Gertraude Ils war von 1975 bis 1984 Mitglied im Freiburger Gemeinderat und älteste Freiburger Bürgerin.

Ils wurde am 16.04.1909 in Koblenz geboren und wuchs mit zwei weiteren Geschwistern in einem bürgerlichen Haushalt auf. 1924 zog die Familie nach Hannover um. Dort besuchte Ils ein Realgymnasium mit den Pflichtsprachen Französisch, Englisch und Latein. Bereits in ihrer Kinder- und Jugendzeit entwickelte Ils eine Theater- und Opernleidenschaft, welche schließlich zum Studium der Germanistik (mit Schwerpunkt Theaterwissenschaft), Geschichte und Kunstgeschichte in Heidelberg, München, Paris und Köln führte. Ihr Studium schloss sie mit einer Promotion über die Blütezeit des Kindertheaters im 18. Jahrhundert bei Carl Nießen im Jahre 1933 ab. Von 1933 bis 1945 arbeitete sie beim Deutschen Bühnenverein und war zuständig für die Organisation und Betreuung der reisenden Theatergruppen und Puppenspieler. 1939 heiratete sie Hans Ils. Dieser war aufgrund seines Eintrittes 1931 in die Sozialistische Arbeiterschaft Deutschlands (SAPD) im Jahr 1934 durch die Gestapo verhaftet und zu zwei Jahren Haft verurteilt worden. Der promovierte Volkswirtschaftler war zudem von 1965 bis 1969 Bundestagsabgeordneter der SPD. Nach mehreren Umzügen in der Nachkriegszeit zog die Familie 1958 mit ihrer 1944 geborenen Tochter und ihrem 1950 geborenen Sohn schließlich nach Bad Iburg am Teutoburger Wald. Ils ging in dieser Zeit keiner Berufstätigkeit nach, absolvierte allerdings 1959 mit 50 Jahren die Führerscheinprüfung, welches sie in ihren veröffentlichten Erinnerungen als einschneidendes Erlebnis einstufte. In Bad Iburg engagierte Ils sich in einem Arbeitskreis politisch interessierter Frauen und arbeitete schließlich ab 1962 nach einer spezifischen Ausbildung in der Evangelischen Ehe- und Jugendberatungsstelle Osnabrück. Nachdem Hans Ils 1971 pensioniert wurde, zog das Ehepaar nach Freiburg im Breisgau. Dort starb Ils mit 107 Jahren am 18.05.2016.

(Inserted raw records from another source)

//! Configuration System for fuzzy-dpi
//!
//! Provides a flexible configuration system supporting:
//! - TOML configuration files
//! - Environment variable overrides
//! - Multiple config file locations
//!
//! # Configuration File Locations
//!
//! Configuration files are searched in order (first found wins):
//! 1. `./dpi.toml` - Project-local configuration
//! 2. `~/.config/dpi/config.toml` - User configuration (XDG)
//! 3. `~/.dpi/config.toml` - User configuration (legacy)
//! 4. `/etc/dpi/config.toml` - System-wide configuration
//!
//! # Environment Variables
//!
//! - `DPI_LOG_LEVEL` - Logging verbosity (quiet, normal, verbose, debug)
//! - `DPI_RESOLUTION` - Defuzzification sample intervals
//! - `DPI_DEFUZZ` - Defuzzification method (centroid, bisector, mom, som, lom)
//! - `DPI_IMPLICATION` - Implication operator (minimum, product)
//! - `DPI_MODEL` - Model definition file
//! - `DPI_SERVER_HOST` - HTTP bind address
//! - `DPI_SERVER_PORT` - HTTP port
//!
//! # Example Configuration
//!
//! ```toml
//! # dpi.toml
//!
//! [general]
//! log_level = "normal"
//!
//! [engine]
//! resolution = 200
//! defuzzification = "centroid"
//! implication = "minimum"
//!
//! [model]
//! path = "models/team.toml"
//!
//! [server]
//! port = 8000
//! host = "0.0.0.0"
//! cors_enabled = true
//! ```

use std::env;
use std::fs;
use std::path::{Path, PathBuf};

use serde::{Deserialize, Serialize};

use crate::error::{DpiError, ErrorCode};
use crate::fuzzy::{DefuzzificationMethod, Implication, DEFAULT_RESOLUTION, MIN_RESOLUTION};
use crate::simulation::EngineSettings;

// ============================================================================
// Configuration Schema
// ============================================================================

/// Main configuration structure
#[derive(Debug, Clone, PartialEq, Serialize, Deserialize, Default)]
#[serde(default)]
pub struct DpiConfig {
    /// General settings
    pub general: GeneralConfig,
    /// Inference engine settings
    pub engine: EngineConfig,
    /// Model source
    pub model: ModelConfig,
    /// HTTP server settings
    pub server: ServerConfig,
}

/// General configuration options
#[derive(Debug, Clone, PartialEq, Serialize, Deserialize, Default)]
#[serde(default)]
pub struct GeneralConfig {
    /// Logging level
    pub log_level: LogLevel,
}

/// Inference engine options
#[derive(Debug, Clone, PartialEq, Serialize, Deserialize)]
#[serde(default)]
pub struct EngineConfig {
    /// Sample intervals over each output universe
    pub resolution: usize,
    /// Defuzzification method
    pub defuzzification: DefuzzificationMethod,
    /// Implication operator
    pub implication: Implication,
}

impl Default for EngineConfig {
    fn default() -> Self {
        Self {
            resolution: DEFAULT_RESOLUTION,
            defuzzification: DefuzzificationMethod::Centroid,
            implication: Implication::Minimum,
        }
    }
}

/// Model source; the built-in model is used when no path is set
#[derive(Debug, Clone, PartialEq, Serialize, Deserialize, Default)]
#[serde(default)]
pub struct ModelConfig {
    pub path: Option<PathBuf>,
}

/// HTTP server configuration
#[derive(Debug, Clone, PartialEq, Serialize, Deserialize)]
#[serde(default)]
pub struct ServerConfig {
    /// Server port
    pub port: u16,
    /// Server host
    pub host: String,
    /// Enable CORS
    pub cors_enabled: bool,
    /// Maximum request body size (bytes)
    pub max_body_size: usize,
    /// Request timeout (seconds)
    pub timeout_secs: u64,
}

impl Default for ServerConfig {
    fn default() -> Self {
        Self {
            port: 8000,
            host: "0.0.0.0".to_string(),
            cors_enabled: true,
            max_body_size: 64 * 1024, // 64 KB
            timeout_secs: 30,
        }
    }
}

// ============================================================================
// Enums
// ============================================================================

/// Log level options
#[derive(Debug, Clone, Copy, PartialEq, Eq, Serialize, Deserialize, Default)]
#[serde(rename_all = "lowercase")]
pub enum LogLevel {
    Quiet,
    #[default]
    Normal,
    Verbose,
    Debug,
}

impl LogLevel {
    pub fn as_str(&self) -> &'static str {
        match self {
            LogLevel::Quiet => "quiet",
            LogLevel::Normal => "normal",
            LogLevel::Verbose => "verbose",
            LogLevel::Debug => "debug",
        }
    }

    pub fn from_str(s: &str) -> Option<Self> {
        match s.to_lowercase().as_str() {
            "quiet" | "q" | "0" => Some(LogLevel::Quiet),
            "normal" | "n" | "1" => Some(LogLevel::Normal),
            "verbose" | "v" | "2" => Some(LogLevel::Verbose),
            "debug" | "d" | "3" => Some(LogLevel::Debug),
            _ => None,
        }
    }

    /// `tracing` filter directive for this level
    pub fn filter_directive(&self) -> &'static str {
        match self {
            LogLevel::Quiet => "error",
            LogLevel::Normal => "info",
            LogLevel::Verbose => "debug",
            LogLevel::Debug => "trace",
        }
    }
}

// ============================================================================
// Configuration Loading
// ============================================================================

impl DpiConfig {
    /// Create a new default configuration
    pub fn new() -> Self {
        Self::default()
    }

    /// Load configuration
    ///
    /// An explicit path must exist. Otherwise the search paths are tried in
    /// order and defaults are used when none exists. Environment overrides
    /// are applied last, then the result is validated.
    pub fn load(explicit: Option<&Path>) -> Result<Self, ConfigError> {
        let mut config = match explicit {
            Some(path) => Self::load_from_file(path)?,
            None => Self::config_paths()
                .into_iter()
                .find(|p| p.exists())
                .map(|p| Self::load_from_file(&p))
                .transpose()?
                .unwrap_or_default(),
        };

        config.apply_env_overrides()?;
        config.validate()?;
        Ok(config)
    }

    /// Load configuration from a specific file
    pub fn load_from_file(path: &Path) -> Result<Self, ConfigError> {
        let content = fs::read_to_string(path)
            .map_err(|e| ConfigError::IoError(path.to_path_buf(), e.to_string()))?;

        toml::from_str(&content)
            .map_err(|e| ConfigError::ParseError(path.to_path_buf(), e.to_string()))
    }

    /// Load configuration from a TOML string
    pub fn load_from_str(content: &str) -> Result<Self, ConfigError> {
        toml::from_str(content)
            .map_err(|e| ConfigError::ParseError(PathBuf::from("<string>"), e.to_string()))
    }

    /// Get the list of config file search paths
    pub fn config_paths() -> Vec<PathBuf> {
        let mut paths = Vec::new();

        // Project-local
        paths.push(PathBuf::from("./dpi.toml"));

        // XDG config directory
        if let Some(config_dir) = dirs::config_dir() {
            paths.push(config_dir.join("dpi").join("config.toml"));
        }

        // Legacy home directory
        if let Some(home_dir) = dirs::home_dir() {
            paths.push(home_dir.join(".dpi").join("config.toml"));
        }

        // System-wide (Unix only)
        #[cfg(unix)]
        paths.push(PathBuf::from("/etc/dpi/config.toml"));

        paths
    }

    /// Apply environment variable overrides
    pub fn apply_env_overrides(&mut self) -> Result<(), ConfigError> {
        self.apply_overrides(|key| env::var(key).ok())
    }

    /// Apply overrides from any key lookup (the environment in production)
    pub fn apply_overrides<F>(&mut self, lookup: F) -> Result<(), ConfigError>
    where
        F: Fn(&str) -> Option<String>,
    {
        // DPI_LOG_LEVEL
        if let Some(val) = lookup("DPI_LOG_LEVEL") {
            self.general.log_level = LogLevel::from_str(&val)
                .ok_or_else(|| ConfigError::invalid("DPI_LOG_LEVEL", &val))?;
        }

        // DPI_RESOLUTION
        if let Some(val) = lookup("DPI_RESOLUTION") {
            self.engine.resolution = val
                .parse::<usize>()
                .map_err(|_| ConfigError::invalid("DPI_RESOLUTION", &val))?;
        }

        // DPI_DEFUZZ
        if let Some(val) = lookup("DPI_DEFUZZ") {
            self.engine.defuzzification = val
                .parse()
                .map_err(|_: DpiError| ConfigError::invalid("DPI_DEFUZZ", &val))?;
        }

        // DPI_IMPLICATION
        if let Some(val) = lookup("DPI_IMPLICATION") {
            self.engine.implication = val
                .parse()
                .map_err(|_: DpiError| ConfigError::invalid("DPI_IMPLICATION", &val))?;
        }

        // DPI_MODEL
        if let Some(val) = lookup("DPI_MODEL") {
            self.model.path = Some(PathBuf::from(val));
        }

        // DPI_SERVER_HOST
        if let Some(val) = lookup("DPI_SERVER_HOST") {
            self.server.host = val;
        }

        // DPI_SERVER_PORT
        if let Some(val) = lookup("DPI_SERVER_PORT") {
            self.server.port = val
                .parse::<u16>()
                .map_err(|_| ConfigError::invalid("DPI_SERVER_PORT", &val))?;
        }

        Ok(())
    }

    /// Reject values the engine or server cannot run with
    pub fn validate(&self) -> Result<(), ConfigError> {
        if self.engine.resolution < MIN_RESOLUTION {
            return Err(ConfigError::InvalidValue {
                key: "engine.resolution".to_string(),
                message: format!(
                    "must be at least {} (got {})",
                    MIN_RESOLUTION, self.engine.resolution
                ),
            });
        }
        if self.server.timeout_secs == 0 {
            return Err(ConfigError::InvalidValue {
                key: "server.timeout_secs".to_string(),
                message: "must be greater than 0".to_string(),
            });
        }
        if self.server.max_body_size == 0 {
            return Err(ConfigError::InvalidValue {
                key: "server.max_body_size".to_string(),
                message: "must be greater than 0".to_string(),
            });
        }
        Ok(())
    }

    /// Engine tunables for the simulator
    pub fn engine_settings(&self) -> EngineSettings {
        EngineSettings {
            defuzzification: self.engine.defuzzification,
            resolution: self.engine.resolution,
            implication: self.engine.implication,
        }
    }

    /// Serialize configuration to TOML string
    pub fn to_toml(&self) -> Result<String, ConfigError> {
        toml::to_string_pretty(self)
            .map_err(|e| ConfigError::SerializeError(e.to_string()))
    }

    /// Generate a default configuration file content
    pub fn default_config_content() -> &'static str {
        r#"# Fuzzy DPI Configuration File

[general]
# Logging level: quiet, normal, verbose, debug
# RUST_LOG takes precedence when set
log_level = "normal"

[engine]
# Sample intervals over each output universe (minimum 10)
resolution = 200
# Defuzzification: centroid, bisector, mom, som, lom
defuzzification = "centroid"
# Implication: minimum (clip), product (scale)
implication = "minimum"

[model]
# Model definition file (.toml or .json); the built-in model is used if unset
# path = "models/custom.toml"

[server]
# HTTP port
port = 8000
# Server host
host = "0.0.0.0"
# Enable CORS for browser access
cors_enabled = true
# Maximum request body size (bytes)
max_body_size = 65536
# Request timeout (seconds)
timeout_secs = 30
"#
    }
}

// ============================================================================
// Error Types
// ============================================================================

/// Configuration errors
#[derive(Debug, Clone)]
pub enum ConfigError {
    /// IO error reading config file
    IoError(PathBuf, String),
    /// Parse error in config file
    ParseError(PathBuf, String),
    /// Serialization error
    SerializeError(String),
    /// Setting has an unusable value
    InvalidValue { key: String, message: String },
}

impl ConfigError {
    fn invalid(key: &str, value: &str) -> Self {
        ConfigError::InvalidValue {
            key: key.to_string(),
            message: format!("unrecognised value '{}'", value),
        }
    }
}

impl std::fmt::Display for ConfigError {
    fn fmt(&self, f: &mut std::fmt::Formatter<'_>) -> std::fmt::Result {
        match self {
            ConfigError::IoError(path, msg) => {
                write!(f, "IO error reading {}: {}", path.display(), msg)
            }
            ConfigError::ParseError(path, msg) => {
                write!(f, "Parse error in {}: {}", path.display(), msg)
            }
            ConfigError::SerializeError(msg) => {
                write!(f, "Serialization error: {}", msg)
            }
            ConfigError::InvalidValue { key, message } => {
                write!(f, "Invalid value for {}: {}", key, message)
            }
        }
    }
}

impl std::error::Error for ConfigError {}

impl From<ConfigError> for DpiError {
    fn from(err: ConfigError) -> Self {
        let code = match &err {
            ConfigError::IoError(..) => ErrorCode::ConfigNotFound,
            ConfigError::ParseError(..) => ErrorCode::InvalidConfigSyntax,
            ConfigError::SerializeError(_) => ErrorCode::ConfigError,
            ConfigError::InvalidValue { .. } => ErrorCode::InvalidConfigValue,
        };
        let dpi = DpiError::new(code, err.to_string());
        match err {
            ConfigError::IoError(path, _) | ConfigError::ParseError(path, _) => {
                dpi.with_context("path", path.display().to_string())
            }
            ConfigError::InvalidValue { key, .. } => dpi.with_context("key", key),
            ConfigError::SerializeError(_) => dpi,
        }
    }
}

// ============================================================================
// Tests
// ============================================================================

Anlass für Ils‘ politisches Engagement sei der Schock über die deutsche Wiederbewaffnung gewesen, infolgedessen sie 1953 in die SPD eingetreten sei. Weiter hätten sie die Diskussionen um den Paragraphen 218 und die studentischen Unruhen im Jahr 1968 beschäftigt und geprägt. Dies führte schließlich zu ihrer Aufstellung und Wahl 1968 in den Bad Iburger Gemeinderat. Auch nach dem Umzug nach Freiburg trat sie mit ihrem Mann in den SPD-Ortsverein ein und engagierte sich kulturell. 1975 kandidierte sie schließlich mit 66 Jahren auch für den Freiburger Gemeinderat und wurde gewählt. Auf dem Listenplatz 21 erreichte Ils den zwölften Platz von 17 gewählten SPD-Gemeinderäten. 1980 kandidierte sie auf dem Listenplatz 10 und wurde mit dem drittstärksten Stimmenanteil von 14 gewählten SPD-Gemeinderäten gewählt. Für beide Wahlen gab sie dabei auf dem Stimmzettel als Berufsangabe „Hausfrau“ an. Die als „Juso-Oma“[1] verspottete Ils war für die SPD im Kultur-, Bau-, Schul-, und Wohnungsausschuss vertreten. Vor allem die Etablierung des Freiburger Kinder- und Jugendtheaters im Marienbad und die Einrichtung des Kommunalen Kinos sowie des Radio Dreyecklands, des Feministischen Archivs und Archivs für Soziale Bewegungen sowie des Arbeitskreises alternative Kultur wird vor allem Ils‘ Einsatz zugeschrieben. Zudem gehörte sie dem überfraktionellen Kulturquintett mit Emilie Meyer (Die GRÜNEN), Ursula Kopf (CDU), Edith Goldschagg (FDP) und Ingrid Baas (Freie Wähler) an. Neben Kulturfragen kämpfte sie gegen den Ausbau der B31-Ost mit zahlreichen Zeitungsartikeln und Schreiben an Gemeinderat, Bundesverkehrsminister, Landesinnenminister und verschiedenen Bundestagsmitglieder und stellte sich auch gegen ihre eigene Fraktion. Wie engagiert sie sich für eine ökologischere Lösung einsetzte, zeigt auch die Aussage von Hans Ils, der auf die Frage, wie es sich mit einer Kommunalpolitikerin als Ehefrau lebe, sagte: „Bei uns gibt es jeden Mittag B 31 mit Pellkartoffeln.“[2] 1985 verzichtete Ils aus Altersgründen auf eine erneute Kandidatur. Allerdings war sie weiterhin als beratendes Mitglied des gemeinderätlichen Kulturausschusses als sogenannte „Sachverständige Einwohnerin“ tätig.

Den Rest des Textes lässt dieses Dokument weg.